Catherine Briotet, conservatrice des antiquités et objets d’art des Hautes-Alpes (à gauche) et Lise Dhorne, animatrice culturelle de la ville d’Embrun. Photo Le DL/M.M.
La ville d’Embrun a proposé vendredi 11 avril à la Manutention à Embrun une causerie animée par Catherine Briotet, conservatrice des antiquités et objets d’art des Hautes-Alpes, et Lise Dhorne, animatrice culturelle de la ville, sur le thème “L’orfèvrerie, un trésor de la cathédrale”.
Depuis cinq ans, un important travail d’inventaire, dit récolement, a été effectué. Il sert à vérifier, à partir d’inventaires précédents, la présence des œuvres dans les collections des musées et monuments historiques, ici la cathédrale Notre-Dame du Réal à Embrun. Cette opération réglementaire est régie par la loi de 2002 et encadrée par le ministère de la Culture.
Ce travail de longue haleine prend fin, la mission du conservateur étant de mettre en protection les pièces qui ont un intérêt au titre des Monuments historiques.
Des pièces remarquables
Les objets religieux de l’édifice embrunais appartiennent à la commune depuis la loi de 1905 qui marque la séparation de l’Église et de l’État. Particularité, ces œuvres peuvent être utilisées dans le cadre religieux.
À différentes époques de l’histoire, il était de coutume de faire réaliser par des orfèvres de très belles pièces. À Embrun, le trésor est riche et luxueux dès le Moyen-Âge, et selon divers écrits, il est qualifié de richesse exceptionnelle. Un archidiocèse se devait de posséder de très belles œuvres. Mais les guerres et la Révolution sont passées par là, en même temps que les pillages. Environ 5 % des œuvres sont parvenues jusqu’à notre époque.
Embrun a perdu de sa superbe et son archevêché après la Révolution, mais la cathédrale Notre-Dame du Réal, qui vient de fêter ses 800 ans d’existence, reste un bijou d’architecture remontant au XIIe siècle.
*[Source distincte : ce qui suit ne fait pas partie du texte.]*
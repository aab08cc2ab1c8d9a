use crate::data::student::{Gpa, Student};

#[derive(Debug, Copy, Clone, PartialEq, Eq)]
pub struct Summary {
    pub count: usize,
    pub average_gpa: Gpa,
    pub max_gpa: Gpa,
}

impl Summary {
    pub fn of(students: &[Student]) -> Self {
        let Some(max_gpa) = students.iter().map(|student| student.gpa).max() else {
            return Self {
                count: 0,
                average_gpa: Gpa::ZERO,
                max_gpa: Gpa::ZERO,
            };
        };

        let total: f64 = students.iter().map(|student| student.gpa.value()).sum();
        #[allow(clippy::cast_precision_loss)]
        let average = total / students.len() as f64;

        Self {
            count: students.len(),
            // the mean of in-range values stays in range
            average_gpa: Gpa::new(average).unwrap_or(max_gpa),
            max_gpa,
        }
    }
}
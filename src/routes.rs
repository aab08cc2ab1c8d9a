use crate::{
    routes::{
        export::{get_export_csv, get_export_xlsx, internal_get_export},
        index::get_index_route,
        students::{
            delete_student, internal_get_clear_notice, internal_get_edit_student,
            internal_get_students, internal_post_reset_form, internal_post_seed,
            internal_post_sort, internal_post_student,
        },
    },
    state::RosterState,
};
use axum::{
    Router,
    routing::{get, post},
};
use tower_http::{compression::CompressionLayer, trace::TraceLayer};

pub mod export;
pub mod index;
pub mod students;

pub fn router(state: RosterState) -> Router {
    Router::new()
        .route("/", get(get_index_route))
        .route(
            "/internal/students",
            get(internal_get_students)
                .post(internal_post_student)
                .delete(delete_student),
        )
        .route("/internal/students/edit", get(internal_get_edit_student))
        .route("/internal/students/reset", post(internal_post_reset_form))
        .route("/internal/seed", post(internal_post_seed))
        .route("/internal/sort", post(internal_post_sort))
        .route("/internal/export", get(internal_get_export))
        .route("/internal/notice/clear", get(internal_get_clear_notice))
        .route("/export/students.xlsx", get(get_export_xlsx))
        .route("/export/students.csv", get(get_export_csv))
        .layer(CompressionLayer::new())
        .layer(TraceLayer::new_for_http())
        .with_state(state)
}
Différents documents et photographies ont été présentés concernant la législation des poinçons de l’ancien régime et du nouveau avec leurs caractéristiques, et les poinçons les plus répandus sur le territoire, ainsi que diverses pièces d’orfèvrerie et leurs fonctions : vases sacrées, calices, patène, ciboire, ostensoirs, burettes, ampoule à huile sainte, croix de procession, reliquaires… Parmi celles-ci de nombreuses pièces sont remarquables.
En ce qui concerne l’entretien de ces objets d’arts, les protocoles sont complexes et effectués par des entreprises spécialisées.